Algorithmic Culture and Cinematic Resistance
We attended a film screening organized by Dr. Dilip Barad Sir, and it turned out to be much more than a simple viewing session. It became an academic and reflective experience. The discussion around the film encouraged us to move beyond passive watching and begin analyzing cinema as a serious cultural text. I started observing narrative techniques, visual framing, symbolism, and character positioning more carefully.
This screening helped me understand that films are not just entertainment; they are powerful cultural documents that reflect social realities, political structures, and human emotions. The experience sharpened my critical thinking and deepened my understanding of how cinema engages with contemporary issues—especially technology and power.
Task 1 – AI, Bias & Epistemic Representation
A Critical Reflection on Humans in the Loop
Introduction: The Myth of Neutral Technology
In today’s digital world, Artificial Intelligence is often described as logical, objective, and free from human error. It is presented as a neutral machine that simply processes data. However, Humans in the Loop challenges this comforting belief. The film argues that AI systems are not independent from society; rather, they are shaped by the same cultural values, inequalities, and power structures that exist in the real world.
Instead of showing AI as a futuristic miracle, the film reveals it as a human-made system deeply influenced by ideology. It makes us question: If humans create and train AI, how can it ever be free from human bias?
Through documentary-style realism and thoughtful cinematic construction, the film exposes how algorithms inherit social prejudices. It suggests that technology does not stand outside culture—it grows from it.
1. The Illusion of Objectivity in AI
The phrase “human in the loop” technically refers to human supervision in AI training. But in the film, this idea expands into something philosophical: humans are never outside the system. They design it, feed it data, correct it, and silently maintain it.
At first, AI appears powerful and efficient, trained on massive datasets. But the film gradually reveals that these datasets are not universal they reflect dominant social perspectives. What is included in data, and what is excluded, becomes a political decision.
From a film studies perspective, this connects to the concept of representation. Just as cinema does not show reality directly but constructs it through framing and editing, AI constructs knowledge through classification and filtering. Both systems select, organize, and interpret reality rather than simply reflecting it.
Visually, the film reinforces this idea by showing workers labeling images and moderating online content. These workers, often from economically vulnerable backgrounds, are responsible for teaching machines how to “see” and “understand.” Yet they remain invisible in the global narrative of technological innovation. This contrast is powerful—it exposes the gap between those who build AI and those who profit from it.

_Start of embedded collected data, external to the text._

use bytes::{
    Buf,
    Bytes,
    BytesMut,
};
use tokio_util::codec::{
    Decoder,
    Encoder,
};

use packet::{
    Packet,
    HEADER_SIZE,
    SYNC,
};

#[derive(thiserror::Error, Debug)]
pub enum Error {
    #[error(transparent)]
    Packet(#[from] packet::Error),

    #[error(transparent)]
    Io(#[from] std::io::Error),
}

/// Framing codec for the packet wire format.
///
/// The decoder hunts for the sync series, discards any garbage in front of
/// it, and waits for `packet_size` bytes before handing the frame to the
/// packet layer. In strict mode frames are fully validated; in digi mode
/// frames from an RSN terminal server are adopted as-is (the DIGI already
/// framed them).
#[derive(Debug, Clone, Default, Hash, PartialEq, Eq)]
pub struct PacketCodec {
    digi: bool,
}

impl PacketCodec {
    pub fn strict() -> Self {
        Self {
            digi: false,
        }
    }

    pub fn digi() -> Self {
        Self {
            digi: true,
        }
    }
}

fn find_sync(buf: &[u8]) -> Option<usize> {
    buf.windows(SYNC.len()).position(|w| w == SYNC)
}

impl Decoder for PacketCodec {
    type Error = Error;
    type Item = Packet;

    fn decode(&mut self, src: &mut BytesMut) -> Result<Option<Self::Item>, Self::Error> {
        let start = match find_sync(src) {
            Some(pos) => pos,
            None => {
                // No sync anywhere; keep a tail that could be the front of
                // a split sync series and drop the rest.
                let keep = src.len().min(SYNC.len() - 1);
                if src.len() > keep {
                    tracing::debug!(dropped = src.len() - keep, "discarding bytes before sync");
                    src.advance(src.len() - keep);
                }
                return Ok(None);
            },
        };

        if start > 0 {
            tracing::debug!(dropped = start, "discarding bytes before sync");
            src.advance(start);
        }

        if src.len() < HEADER_SIZE {
            return Ok(None);
        }

        let size = u16::from_be_bytes([src[4], src[5]]) as usize;

        if size < HEADER_SIZE {
            // Bogus size field: step past this sync series and resync.
            src.advance(SYNC.len());
            return Err(packet::Error::Malformed(format!("size field {size} below header size"))
                .into());
        }

        if src.len() < size {
            src.reserve(size - src.len());
            return Ok(None);
        }

        let frame: Bytes = src.split_to(size).freeze();

        let parsed = if self.digi {
            Packet::from_digi(frame)
        } else {
            Packet::from_wire(frame)
        };

        parsed.map(Some).map_err(Error::from)
    }
}

impl<T> Encoder<T> for PacketCodec
where
    T: AsRef<[u8]>,
{
    type Error = Error;

    fn encode(&mut self, item: T, dst: &mut BytesMut) -> Result<(), Self::Error> {
        dst.extend_from_slice(item.as_ref());
        Ok(())
    }
}

#[cfg(test)]
mod test {
    use futures::StreamExt;
    use tokio_util::codec::FramedRead;

    use packet::{
        PacketType,
        Timestamp,
    };

    use super::*;

    fn sample(payload: &[u8]) -> Packet {
        Packet::new(PacketType::DataFromInstrument, Timestamp::new(3_800_000_000, 0), payload)
            .unwrap()
    }

    #[tokio::test]
    async fn decode_single_frame() -> eyre::Result<()> {
        let pkt = sample(&[0x01, 0x02, 0x03]);

        let mut reader = FramedRead::new(pkt.as_bytes(), PacketCodec::strict());
        let decoded = reader.next().await.unwrap()?;

        assert_eq!(decoded, pkt);
        assert!(reader.next().await.is_none());

        Ok(())
    }

    #[tokio::test]
    async fn decode_back_to_back_frames() -> eyre::Result<()> {
        let a = sample(b"one");
        let b = sample(b"two");

        let mut wire = a.as_bytes().to_vec();
        wire.extend_from_slice(b.as_bytes());

        let mut reader = FramedRead::new(&wire[..], PacketCodec::strict());

        assert_eq!(reader.next().await.unwrap()?, a);
        assert_eq!(reader.next().await.unwrap()?, b);
        assert!(reader.next().await.is_none());

        Ok(())
    }

    #[test]
    fn partial_frame_waits() {
        let pkt = sample(b"partial");
        let mut codec = PacketCodec::strict();

        let mut buf = BytesMut::from(&pkt.as_bytes()[..10]);
        assert!(codec.decode(&mut buf).unwrap().is_none());

        buf.extend_from_slice(&pkt.as_bytes()[10..]);
        assert_eq!(codec.decode(&mut buf).unwrap().unwrap(), pkt);
    }

    #[test]
    fn resyncs_past_garbage() {
        let pkt = sample(b"data");
        let mut codec = PacketCodec::strict();

        let mut buf = BytesMut::from(&b"line noise\xa3"[..]);
        buf.extend_from_slice(pkt.as_bytes());

        assert_eq!(codec.decode(&mut buf).unwrap().unwrap(), pkt);
        assert!(buf.is_empty());
    }

    #[test]
    fn corrupt_checksum_is_error_then_recovers() {
        let bad = {
            let mut raw = sample(b"aaaa").as_bytes().to_vec();
            *raw.last_mut().unwrap() ^= 0xff;
            raw
        };
        let good = sample(b"bbbb");

        let mut codec = PacketCodec::strict();
        let mut buf = BytesMut::from(&bad[..]);
        buf.extend_from_slice(good.as_bytes());

        assert!(codec.decode(&mut buf).is_err());
        assert_eq!(codec.decode(&mut buf).unwrap().unwrap(), good);
    }

    #[test]
    fn digi_mode_classifies_rsn() {
        let pkt = sample(b"rsn payload");

        let mut codec = PacketCodec::digi();
        let mut buf = BytesMut::from(pkt.as_bytes());

        let decoded = codec.decode(&mut buf).unwrap().unwrap();
        assert_eq!(decoded.packet_type(), PacketType::DataFromRsn);
        assert_eq!(decoded.as_bytes(), pkt.as_bytes());
    }

    #[test]
    fn encoder_appends_raw_frames() {
        let pkt = sample(b"x");

        let mut codec = PacketCodec::strict();
        let mut dst = BytesMut::new();

        codec.encode(&pkt, &mut dst).unwrap();
        codec.encode(&pkt, &mut dst).unwrap();

        assert_eq!(dst.len(), pkt.as_bytes().len() * 2);
    }
}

2. Algorithmic Bias as a Social Problem
One of the film’s strongest arguments is that bias in AI is not just a technical glitch. It is rooted in culture.
When AI systems misidentify faces or reinforce stereotypes, the problem does not lie only in coding errors. It lies in the data used for training—data that may overrepresent certain groups while ignoring others. The film shows that algorithms learn from society, and if society is unequal, the system will reproduce that inequality.
This connects to the idea of ideology. In cultural theory, ideology shapes how reality is understood. It influences which voices are centered and which are marginalized. Similarly, AI systems reflect the dominant values embedded in their data sources.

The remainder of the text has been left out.